952. Das Fuën und Futteln.
(S. Lyncker a.a.O. S. 236 u. Landau in d. Zeitschr. f. hess. Gesch. Bd. II. S. 278.)
An den meisten Orten der Grafschaft Schaumburg ist es Sitte, daß die jungen Burschen oder Knechte am Fastnachtsvorabend aus dem Walde Ruthen von der an ihren stacheligen Blättern leicht kenntlichen immergrünen Stecheiche (ilex aquifol.) holen und diese zu den sogenannten Hülsen oder Fuësträuchen zusammenbinden.
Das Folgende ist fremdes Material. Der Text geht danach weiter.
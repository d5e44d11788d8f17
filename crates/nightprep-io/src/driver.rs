//! Batch driver: feed every frame of a source through the pipeline and
//! into a sink, one at a time, in source order.
//!
//! Per-frame read and decode failures are logged and skipped. Sink
//! failures abort the run.

use std::fs::File;
use std::io::{BufWriter, Write as _};
use std::path::Path;
use std::time::Duration;

use nightprep_pipeline::{Enhancer, FrameDiagnostics, grayscale};
use serde::Serialize;
use tracing::{debug, info, warn};
use web_time::Instant;

use crate::IoError;
use crate::sink::FrameSink;
use crate::source::{FrameEntry, FrameSource};

/// Switches for what the driver measures and logs.
#[derive(Debug, Clone, Copy, PartialEq, Eq)]
pub struct RunOptions {
    /// Log per-frame elapsed time and the closing timing summary.
    pub timing: bool,
    /// Collect each frame's stage diagnostics into the summary and log
    /// the report at `debug` level.
    pub diagnostics: bool,
}

impl Default for RunOptions {
    fn default() -> Self {
        Self {
            timing: true,
            diagnostics: false,
        }
    }
}

/// A frame that was not processed, and why.
#[derive(Debug, Clone, PartialEq, Eq)]
pub struct SkippedFrame {
    /// The source entry.
    pub entry: FrameEntry,
    /// Human-readable reason.
    pub reason: String,
}

/// Stage diagnostics for one processed frame.
#[derive(Debug, Clone, Serialize)]
pub struct FrameReport {
    /// Frame ID (file stem).
    pub id: String,
    /// Source file name.
    pub file: String,
    /// Stage timings and mask coverage.
    #[serde(flatten)]
    pub diagnostics: FrameDiagnostics,
}

/// Outcome of a completed run.
#[derive(Debug, Clone, Default)]
pub struct RunSummary {
    /// Frames written to the sink.
    pub processed: usize,
    /// Frames that could not be read or decoded.
    pub skipped: Vec<SkippedFrame>,
    /// Wall-clock time of each processed frame (read to sink).
    pub frame_durations: Vec<Duration>,
    /// Wall-clock time of the whole run.
    pub total: Duration,
    /// Per-frame diagnostics, filled only when
    /// [`RunOptions::diagnostics`] is set.
    pub diagnostics: Vec<FrameReport>,
}

impl RunSummary {
    /// Mean time per processed frame, or `None` if nothing was processed.
    #[must_use]
    pub fn average_frame_time(&self) -> Option<Duration> {
        let count = u32::try_from(self.frame_durations.len()).ok()?;
        if count == 0 {
            return None;
        }
        Some(self.frame_durations.iter().sum::<Duration>() / count)
    }

    /// Processed frames per second of frame time, or `None` if nothing
    /// was processed or the frames took no measurable time.
    #[must_use]
    pub fn average_fps(&self) -> Option<f64> {
        let secs = self.average_frame_time()?.as_secs_f64();
        (secs > 0.0).then(|| 1.0 / secs)
    }

    /// One-paragraph timing summary.
    #[must_use]
    pub fn report(&self) -> String {
        let mut lines = vec![format!(
            "Processed {} frame(s), skipped {} in {:.3}s",
            self.processed,
            self.skipped.len(),
            self.total.as_secs_f64(),
        )];
        if let Some(avg) = self.average_frame_time() {
            lines.push(format!(
                "Average per frame: {:.2}ms",
                avg.as_secs_f64() * 1000.0
            ));
        }
        if let Some(fps) = self.average_fps() {
            lines.push(format!("Average FPS: {fps:.2}"));
        }
        lines.join("\n")
    }

    /// Write the collected per-frame diagnostics to `path` as a JSON
    /// array.
    ///
    /// # Errors
    ///
    /// Returns [`IoError::DiagnosticsReport`] if the file cannot be
    /// created, serialized, or flushed.
    pub fn write_diagnostics_json(&self, path: &Path) -> Result<(), IoError> {
        let fail = |source| IoError::DiagnosticsReport {
            path: path.to_path_buf(),
            source,
        };
        let file = File::create(path).map_err(|e| fail(serde_json::Error::io(e)))?;
        let mut writer = BufWriter::new(file);
        serde_json::to_writer_pretty(&mut writer, &self.diagnostics).map_err(fail)?;
        writer.flush().map_err(|e| fail(serde_json::Error::io(e)))
    }
}

/// Process every frame of `source` into `sink`.
///
/// An empty source is not an error: a warning is logged and an empty
/// summary returned.
///
/// # Errors
///
/// Returns the sink's [`IoError`] as soon as any write fails. Frames
/// already written stay on disk.
pub fn run(
    source: &impl FrameSource,
    sink: &mut impl FrameSink,
    enhancer: &Enhancer,
    options: RunOptions,
) -> Result<RunSummary, IoError> {
    let start = Instant::now();
    let entries = source.entries();
    let mut summary = RunSummary::default();

    if entries.is_empty() {
        warn!("no images found");
        return Ok(summary);
    }
    info!("found {} image(s)", entries.len());

    let total = entries.len();
    for (index, entry) in entries.iter().enumerate() {
        let frame_start = Instant::now();

        let bytes = match source.read(entry) {
            Ok(bytes) => bytes,
            Err(err) => {
                skip(&mut summary, entry, err.to_string());
                continue;
            }
        };
        let frame = match grayscale::decode(&bytes) {
            Ok(frame) => frame,
            Err(err) => {
                skip(&mut summary, entry, err.to_string());
                continue;
            }
        };

        let enhanced = if options.diagnostics {
            let (enhanced, diagnostics) = enhancer.enhance_with_diagnostics(&frame);
            debug!("{}: {}\n{}", entry.id, entry.file_name(), diagnostics.report());
            summary.diagnostics.push(FrameReport {
                id: entry.id.clone(),
                file: entry.file_name(),
                diagnostics,
            });
            enhanced
        } else {
            enhancer.enhance(&frame)
        };

        sink.write(entry, &enhanced)?;

        let elapsed = frame_start.elapsed();
        summary.processed += 1;
        summary.frame_durations.push(elapsed);

        if options.timing {
            info!(
                "[{}/{total}] {} ({:.1}ms)",
                index + 1,
                entry.id,
                elapsed.as_secs_f64() * 1000.0
            );
        } else {
            info!("[{}/{total}] {}", index + 1, entry.id);
        }
    }

    summary.total = start.elapsed();
    if !summary.skipped.is_empty() {
        warn!("skipped {} unreadable frame(s)", summary.skipped.len());
    }
    if options.timing {
        for line in summary.report().lines() {
            info!("{line}");
        }
    }
    Ok(summary)
}

fn skip(summary: &mut RunSummary, entry: &FrameEntry, reason: String) {
    warn!("skipping {}: {reason}", entry.path.display());
    summary.skipped.push(SkippedFrame {
        entry: entry.clone(),
        reason,
    });
}
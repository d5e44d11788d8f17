//! nightprep-pipeline: Pure night-frame enhancement pipeline (sans-IO).
//!
//! Turns a dark driving-camera frame into an enhanced color image plus
//! a binary exclusion mask through:
//! gamma -> CLAHE on lightness -> bilateral filter -> exclusion mask.
//!
//! This crate has **no I/O dependencies** -- it operates on in-memory
//! byte slices and image buffers. Directory traversal, file writing,
//! and logging live in `nightprep-io`.

pub mod clahe;
pub mod color;
pub mod denoise;
pub mod diagnostics;
pub mod gamma;
pub mod grayscale;
pub mod mask;
pub mod normalize;
pub mod pipeline;
pub mod types;

pub use diagnostics::{FrameDiagnostics, MaskCoverage};
pub use gamma::GammaLut;
pub use types::{
    Dimensions, EXCLUDED, EnhancedFrame, ExclusionMask, GrayImage, PipelineConfig, PipelineError,
    RgbImage, StagedResult, TRUSTED, TileGrid,
};

use web_time::Instant;

/// A validated configuration plus the tables derived from it.
///
/// Build one per run and share it by reference across frames: the
/// gamma table is computed once here instead of per frame.
#[derive(Debug, Clone)]
pub struct Enhancer {
    config: PipelineConfig,
    lut: GammaLut,
}

impl Enhancer {
    /// Validate `config` and precompute the gamma table.
    ///
    /// # Errors
    ///
    /// Returns [`PipelineError::InvalidConfig`] if any parameter is out
    /// of range.
    pub fn new(config: PipelineConfig) -> Result<Self, PipelineError> {
        config.validate()?;
        let lut = GammaLut::new(config.gamma);
        Ok(Self { config, lut })
    }

    /// The configuration this enhancer was built with.
    #[must_use]
    pub const fn config(&self) -> &PipelineConfig {
        &self.config
    }

    /// The precomputed gamma table.
    #[must_use]
    pub const fn gamma_lut(&self) -> &GammaLut {
        &self.lut
    }

    /// Start an incremental pipeline from encoded image bytes.
    pub const fn pipeline(&self, source: Vec<u8>) -> pipeline::Pending<'_> {
        pipeline::Pending::new(self, source)
    }

    /// Start an incremental pipeline from an already decoded frame.
    pub const fn stages(&self, frame: RgbImage) -> pipeline::Decoded<'_> {
        pipeline::Decoded::new(self, frame)
    }

    /// Enhance one frame: normalize, denoise, then build the exclusion
    /// mask from the denoised result.
    ///
    /// The output image and mask have the same dimensions as `frame`.
    #[must_use = "returns the enhanced frame"]
    pub fn enhance(&self, frame: &RgbImage) -> EnhancedFrame {
        self.stages(frame.clone())
            .normalize()
            .denoise()
            .build_mask()
            .into_enhanced()
    }

    /// Like [`enhance`](Self::enhance), also timing each stage and
    /// counting excluded pixels.
    #[must_use = "returns the enhanced frame and its diagnostics"]
    pub fn enhance_with_diagnostics(&self, frame: &RgbImage) -> (EnhancedFrame, FrameDiagnostics) {
        let start = Instant::now();
        let decoded = self.stages(frame.clone());

        let t = Instant::now();
        let normalized = decoded.normalize();
        let normalize = t.elapsed();

        let t = Instant::now();
        let denoised = normalized.denoise();
        let denoise = t.elapsed();

        let t = Instant::now();
        let masked = denoised.build_mask();
        let mask = t.elapsed();

        let coverage = MaskCoverage::measure(masked.parts(), masked.mask());
        let enhanced = masked.into_enhanced();
        let diagnostics = FrameDiagnostics {
            dimensions: enhanced.dimensions(),
            normalize,
            denoise,
            mask,
            total: start.elapsed(),
            coverage,
        };
        (enhanced, diagnostics)
    }
}

/// Decode and enhance a single encoded image.
///
/// Convenience wrapper for one-off use; when processing many frames,
/// build an [`Enhancer`] once and reuse it.
///
/// # Errors
///
/// Returns [`PipelineError::InvalidConfig`] if `config` is invalid,
/// [`PipelineError::EmptyInput`] if `image_bytes` is empty, or
/// [`PipelineError::ImageDecode`] if the bytes are not a readable image.
pub fn process(image_bytes: &[u8], config: &PipelineConfig) -> Result<EnhancedFrame, PipelineError> {
    let enhancer = Enhancer::new(config.clone())?;
    let frame = grayscale::decode(image_bytes)?;
    Ok(enhancer.enhance(&frame))
}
Damit ziehen sie am Fastnachtsabend im Dorfe umher, dringen in die Häuser und schlagen den Frauen und Mädchen die Waden damit, so daß oft Blut fließt, unter dem Rufe:
»Fuë, fuë Faßlahmt (Fastenabend)
Wenn du geeren geben wutt
Schast du sau langen Flaß (Flachs) hebben!«
Hierbei wird eine Pantomime gemacht, welche anzeigt, wie lang der Flachs werden soll. Dies nennt man Futteln, oder Fuën. Sind die Weiber [803] tüchtig gefuët, so muß Branntwein und Wurst aufgetragen werden. Am zweiten Fastnachtstag haben aber die Mädchen das Recht des Fuëns, wobei die Männer wieder nicht ohne blutige Hände davonkommen. Es wird hierbei in jedes Haus gedrungen und weder der Pfarrer noch der Gutsherr bleiben verschont.